**WHAT YOU NEED TO DO:**
Would you return every entry, exactly as it is written?

**STORED DATA:**

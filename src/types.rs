//! Common types used throughout mw-aggregate
//!
//! This module contains shared type definitions, type aliases,
//! and utility types used across multiple modules.

use crate::error::{Error, Result};
use serde::{Deserialize, Deserializer, Serialize, Serializer};
use std::cmp::Ordering;
use std::collections::BTreeMap;
use std::fmt;
use std::str::FromStr;

// ============================================================================
// Type Aliases
// ============================================================================

/// JSON value type (re-exported from serde_json)
pub type JsonValue = serde_json::Value;

/// JSON object type
pub type JsonObject = serde_json::Map<String, JsonValue>;

/// Request parameters, sent verbatim by the transport
pub type QueryParams = BTreeMap<String, String>;

// ============================================================================
// Entity Ids
// ============================================================================

/// A page or revision id in canonical decimal form.
///
/// Ids are never converted to floating point: two ids compare equal exactly
/// when their decimal digits are equal, so `123456789123456789` and
/// `123456789123456788` stay distinct even though they round to the same
/// `f64`. Negative ids occur for missing pages in the legacy response format.
#[derive(Debug, Clone, PartialEq, Eq, Hash)]
pub struct EntityId(String);

impl EntityId {
    /// Parse an id from its decimal text
    pub fn parse(text: &str) -> Result<Self> {
        canonicalize(text.trim())
            .map(Self)
            .ok_or_else(|| Error::invalid_request(format!("'{text}' is not a decimal id")))
    }

    /// Read an id from a JSON string or number
    ///
    /// Integral numbers are rendered exactly; a float that already lost
    /// precision cannot be recovered and is rendered from its binary value.
    pub fn from_value(value: &JsonValue) -> Option<Self> {
        match value {
            JsonValue::String(s) => canonicalize(s.trim()).map(Self),
            JsonValue::Number(n) => {
                if let Some(u) = n.as_u64() {
                    Some(Self(u.to_string()))
                } else if let Some(i) = n.as_i64() {
                    Some(Self(i.to_string()))
                } else {
                    let f = n.as_f64()?;
                    if f.is_finite() && f.fract() == 0.0 {
                        canonicalize(&format!("{f:.0}")).map(Self)
                    } else {
                        None
                    }
                }
            }
            _ => None,
        }
    }

    /// The canonical decimal text
    pub fn as_str(&self) -> &str {
        &self.0
    }

    /// Whether this is a negative placeholder id
    pub fn is_negative(&self) -> bool {
        self.0.starts_with('-')
    }
}

/// Strip sign noise and leading zeros; `None` if not an integer literal
fn canonicalize(text: &str) -> Option<String> {
    let (negative, digits) = match text.strip_prefix('-') {
        Some(rest) => (true, rest),
        None => (false, text.strip_prefix('+').unwrap_or(text)),
    };
    if digits.is_empty() || !digits.bytes().all(|b| b.is_ascii_digit()) {
        return None;
    }
    let trimmed = digits.trim_start_matches('0');
    if trimmed.is_empty() {
        return Some("0".to_string());
    }
    Some(if negative {
        format!("-{trimmed}")
    } else {
        trimmed.to_string()
    })
}

impl Ord for EntityId {
    fn cmp(&self, other: &Self) -> Ordering {
        match (self.is_negative(), other.is_negative()) {
            (false, true) => Ordering::Greater,
            (true, false) => Ordering::Less,
            (false, false) => magnitude(&self.0).cmp(&magnitude(&other.0)),
            (true, true) => magnitude(&other.0).cmp(&magnitude(&self.0)),
        }
    }
}

/// Canonical form has no leading zeros, so digit count orders magnitude
fn magnitude(id: &str) -> (usize, &str) {
    let digits = id.trim_start_matches('-');
    (digits.len(), digits)
}

impl PartialOrd for EntityId {
    fn partial_cmp(&self, other: &Self) -> Option<Ordering> {
        Some(self.cmp(other))
    }
}

impl fmt::Display for EntityId {
    fn fmt(&self, f: &mut fmt::Formatter<'_>) -> fmt::Result {
        f.write_str(&self.0)
    }
}

impl FromStr for EntityId {
    type Err = Error;

    fn from_str(s: &str) -> Result<Self> {
        Self::parse(s)
    }
}

impl From<u64> for EntityId {
    fn from(id: u64) -> Self {
        Self(id.to_string())
    }
}

impl Serialize for EntityId {
    fn serialize<S: Serializer>(&self, serializer: S) -> std::result::Result<S::Ok, S::Error> {
        serializer.serialize_str(&self.0)
    }
}

impl<'de> Deserialize<'de> for EntityId {
    fn deserialize<D: Deserializer<'de>>(deserializer: D) -> std::result::Result<Self, D::Error> {
        let value = JsonValue::deserialize(deserializer)?;
        Self::from_value(&value)
            .ok_or_else(|| serde::de::Error::custom(format!("invalid entity id: {value}")))
    }
}

// ============================================================================
// Backoff Type
// ============================================================================

/// Backoff strategy for transport retries
#[derive(Debug, Clone, Copy, PartialEq, Eq, Default, Serialize, Deserialize)]
#[serde(rename_all = "snake_case")]
pub enum BackoffType {
    /// Constant delay between retries
    Constant,
    /// Linear increase in delay
    Linear,
    /// Exponential increase in delay
    #[default]
    Exponential,
}

#[cfg(test)]
mod tests {
    use super::*;
    use serde_json::json;
    use test_case::test_case;

    #[test_case("123", "123" ; "plain")]
    #[test_case("000123", "123" ; "leading zeros")]
    #[test_case("+42", "42" ; "explicit plus")]
    #[test_case(" 7 ", "7" ; "surrounding whitespace")]
    #[test_case("0000", "0" ; "all zeros")]
    #[test_case("-1", "-1" ; "negative placeholder")]
    #[test_case("-0", "0" ; "negative zero")]
    fn test_parse_canonical(input: &str, expected: &str) {
        assert_eq!(EntityId::parse(input).unwrap().as_str(), expected);
    }

    #[test_case("" ; "empty")]
    #[test_case("12a" ; "trailing letter")]
    #[test_case("1.5" ; "decimal point")]
    #[test_case("-" ; "bare sign")]
    fn test_parse_rejects(input: &str) {
        assert!(EntityId::parse(input).is_err());
    }

    #[test]
    fn test_large_ids_are_exact() {
        let a = EntityId::parse("123456789123456789").unwrap();
        let b = EntityId::parse("123456789123456788").unwrap();
        assert_ne!(a, b);
        // the two collapse to one f64
        let fa: f64 = "123456789123456789".parse().unwrap();
        let fb: f64 = "123456789123456788".parse().unwrap();
        assert_eq!(fa.to_bits(), fb.to_bits());

        let from_number = EntityId::from_value(&json!(123_456_789_123_456_789_u64)).unwrap();
        let from_text = EntityId::from_value(&json!("123456789123456789")).unwrap();
        assert_eq!(from_number, a);
        assert_eq!(from_text, a);
    }

    #[test]
    fn test_from_value_rejects_non_ids() {
        assert!(EntityId::from_value(&json!(1.5)).is_none());
        assert!(EntityId::from_value(&json!(null)).is_none());
        assert!(EntityId::from_value(&json!([1])).is_none());
        assert!(EntityId::from_value(&json!("abc")).is_none());
    }

    #[test]
    fn test_ordering_is_numeric() {
        let mut ids: Vec<EntityId> = ["10", "9", "-1", "100", "-5", "0"]
            .iter()
            .map(|s| EntityId::parse(s).unwrap())
            .collect();
        ids.sort();
        let rendered: Vec<&str> = ids.iter().map(EntityId::as_str).collect();
        assert_eq!(rendered, vec!["-5", "-1", "0", "9", "10", "100"]);
    }

    #[test]
    fn test_serde_round_trip_as_string() {
        let id = EntityId::from(42);
        assert_eq!(serde_json::to_value(&id).unwrap(), json!("42"));
        let back: EntityId = serde_json::from_value(json!(42)).unwrap();
        assert_eq!(back, id);
    }
}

**FINISHED EXERCISE:**
filename src/types.rs
//! Common types used throughout mw-aggregate
//!
//! This module contains shared type definitions, type aliases,
//! and utility types used across multiple modules.

use crate::error::{Error, Result};
use serde::{Deserialize, Deserializer, Serialize, Serializer};
use std::cmp::Ordering;
use std::collections::BTreeMap;
use std::fmt;
use std::str::FromStr;

// ============================================================================
// Type Aliases
// ============================================================================

/// JSON value type (re-exported from serde_json)
pub type JsonValue = serde_json::Value;

/// JSON object type
pub type JsonObject = serde_json::Map<String, JsonValue>;

/// Request parameters, sent verbatim by the transport
pub type QueryParams = BTreeMap<String, String>;

// ============================================================================
// Entity Ids
// ============================================================================

/// A page or revision id in canonical decimal form.
///
/// Ids are never converted to floating point: two ids compare equal exactly
/// when their decimal digits are equal, so `123456789123456789` and
/// `123456789123456788` stay distinct even though they round to the same
/// `f64`. Negative ids occur for missing pages in the legacy response format.
#[derive(Debug, Clone, PartialEq, Eq, Hash)]
pub struct EntityId(String);

impl EntityId {
    /// Parse an id from its decimal text
    pub fn parse(text: &str) -> Result<Self> {
        canonicalize(text.trim())
            .map(Self)
            .ok_or_else(|| Error::invalid_request(format!("'{text}' is not a decimal id")))
    }

    /// Read an id from a JSON string or number
    ///
    /// Integral numbers are rendered exactly; a float that already lost
    /// precision cannot be recovered and is rendered from its binary value.
    pub fn from_value(value: &JsonValue) -> Option<Self> {
        match value {
            JsonValue::String(s) => canonicalize(s.trim()).map(Self),
            JsonValue::Number(n) => {
                if let Some(u) = n.as_u64() {
                    Some(Self(u.to_string()))
                } else if let Some(i) = n.as_i64() {
                    Some(Self(i.to_string()))
                } else {
                    let f = n.as_f64()?;
                    if f.is_finite() && f.fract() == 0.0 {
                        canonicalize(&format!("{f:.0}")).map(Self)
                    } else {
                        None
                    }
                }
            }
            _ => None,
        }
    }

    /// The canonical decimal text
    pub fn as_str(&self) -> &str {
        &self.0
    }

    /// Whether this is a negative placeholder id
    pub fn is_negative(&self) -> bool {
        self.0.starts_with('-')
    }
}

/// Strip sign noise and leading zeros; `None` if not an integer literal
fn canonicalize(text: &str) -> Option<String> {
    let (negative, digits) = match text.strip_prefix('-') {
        Some(rest) => (true, rest),
        None => (false, text.strip_prefix('+').unwrap_or(text)),
    };
    if digits.is_empty() || !digits.bytes().all(|b| b.is_ascii_digit()) {
        return None;
    }
    let trimmed = digits.trim_start_matches('0');
    if trimmed.is_empty() {
        return Some("0".to_string());
    }
    Some(if negative {
        format!("-{trimmed}")
    } else {
        trimmed.to_string()
    })
}

impl Ord for EntityId {
    fn cmp(&self, other: &Self) -> Ordering {
        match (self.is_negative(), other.is_negative()) {
            (false, true) => Ordering::Greater,
            (true, false) => Ordering::Less,
            (false, false) => magnitude(&self.0).cmp(&magnitude(&other.0)),
            (true, true) => magnitude(&other.0).cmp(&magnitude(&self.0)),
        }
    }
}

/// Canonical form has no leading zeros, so digit count orders magnitude
fn magnitude(id: &str) -> (usize, &str) {
    let digits = id.trim_start_matches('-');
    (digits.len(), digits)
}

impl PartialOrd for EntityId {
    fn partial_cmp(&self, other: &Self) -> Option<Ordering> {
        Some(self.cmp(other))
    }
}

impl fmt::Display for EntityId {
    fn fmt(&self, f: &mut fmt::Formatter<'_>) -> fmt::Result {
        f.write_str(&self.0)
    }
}

impl FromStr for EntityId {
    type Err = Error;

    fn from_str(s: &str) -> Result<Self> {
        Self::parse(s)
    }
}

impl From<u64> for EntityId {
    fn from(id: u64) -> Self {
        Self(id.to_string())
    }
}

impl Serialize for EntityId {
    fn serialize<S: Serializer>(&self, serializer: S) -> std::result::Result<S::Ok, S::Error> {
        serializer.serialize_str(&self.0)
    }
}

impl<'de> Deserialize<'de> for EntityId {
    fn deserialize<D: Deserializer<'de>>(deserializer: D) -> std::result::Result<Self, D::Error> {
        let value = JsonValue::deserialize(deserializer)?;
        Self::from_value(&value)
            .ok_or_else(|| serde::de::Error::custom(format!("invalid entity id: {value}")))
    }
}

// ============================================================================
// Backoff Type
// ============================================================================

/// Backoff strategy for transport retries
#[derive(Debug, Clone, Copy, PartialEq, Eq, Default, Serialize, Deserialize)]
#[serde(rename_all = "snake_case")]
pub enum BackoffType {
    /// Constant delay between retries
    Constant,
    /// Linear increase in delay
    Linear,
    /// Exponential increase in delay
    #[default]
    Exponential,
}

#[cfg(test)]
mod tests {
    use super::*;
    use serde_json::json;
    use test_case::test_case;

    #[test_case("123", "123" ; "plain")]
    #[test_case("000123", "123" ; "leading zeros")]
    #[test_case("+42", "42" ; "explicit plus")]
    #[test_case(" 7 ", "7" ; "surrounding whitespace")]
    #[test_case("0000", "0" ; "all zeros")]
    #[test_case("-1", "-1" ; "negative placeholder")]
    #[test_case("-0", "0" ; "negative zero")]
    fn test_parse_canonical(input: &str, expected: &str) {
        assert_eq!(EntityId::parse(input).unwrap().as_str(), expected);
    }

    #[test_case("" ; "empty")]
    #[test_case("12a" ; "trailing letter")]
    #[test_case("1.5" ; "decimal point")]
    #[test_case("-" ; "bare sign")]
    fn test_parse_rejects(input: &str) {
        assert!(EntityId::parse(input).is_err());
    }

    #[test]
    fn test_large_ids_are_exact() {
        let a = EntityId::parse("123456789123456789").unwrap();
        let b = EntityId::parse("123456789123456788").unwrap();
        assert_ne!(a, b);
        // the two collapse to one f64
        let fa: f64 = "123456789123456789".parse().unwrap();
        let fb: f64 = "123456789123456788".parse().unwrap();
        assert_eq!(fa.to_bits(), fb.to_bits());

        let from_number = EntityId::from_value(&json!(123_456_789_123_456_789_u64)).unwrap();
        let from_text = EntityId::from_value(&json!("123456789123456789")).unwrap();
        assert_eq!(from_number, a);
        assert_eq!(from_text, a);
    }

    #[test]
    fn test_from_value_rejects_non_ids() {
        assert!(EntityId::from_value(&json!(1.5)).is_none());
        assert!(EntityId::from_value(&json!(null)).is_none());
        assert!(EntityId::from_value(&json!([1])).is_none());
        assert!(EntityId::from_value(&json!("abc")).is_none());
    }

    #[test]
    fn test_ordering_is_numeric() {
        let mut ids: Vec<EntityId> = ["10", "9", "-1", "100", "-5", "0"]
            .iter()
            .map(|s| EntityId::parse(s).unwrap())
            .collect();
        ids.sort();
        let rendered: Vec<&str> = ids.iter().map(EntityId::as_str).collect();
        assert_eq!(rendered, vec!["-5", "-1", "0", "9", "10", "100"]);
    }

    #[test]
    fn test_serde_round_trip_as_string() {
        let id = EntityId::from(42);
        assert_eq!(serde_json::to_value(&id).unwrap(), json!("42"));
        let back: EntityId = serde_json::from_value(json!(42)).unwrap();
        assert_eq!(back, id);
    }
}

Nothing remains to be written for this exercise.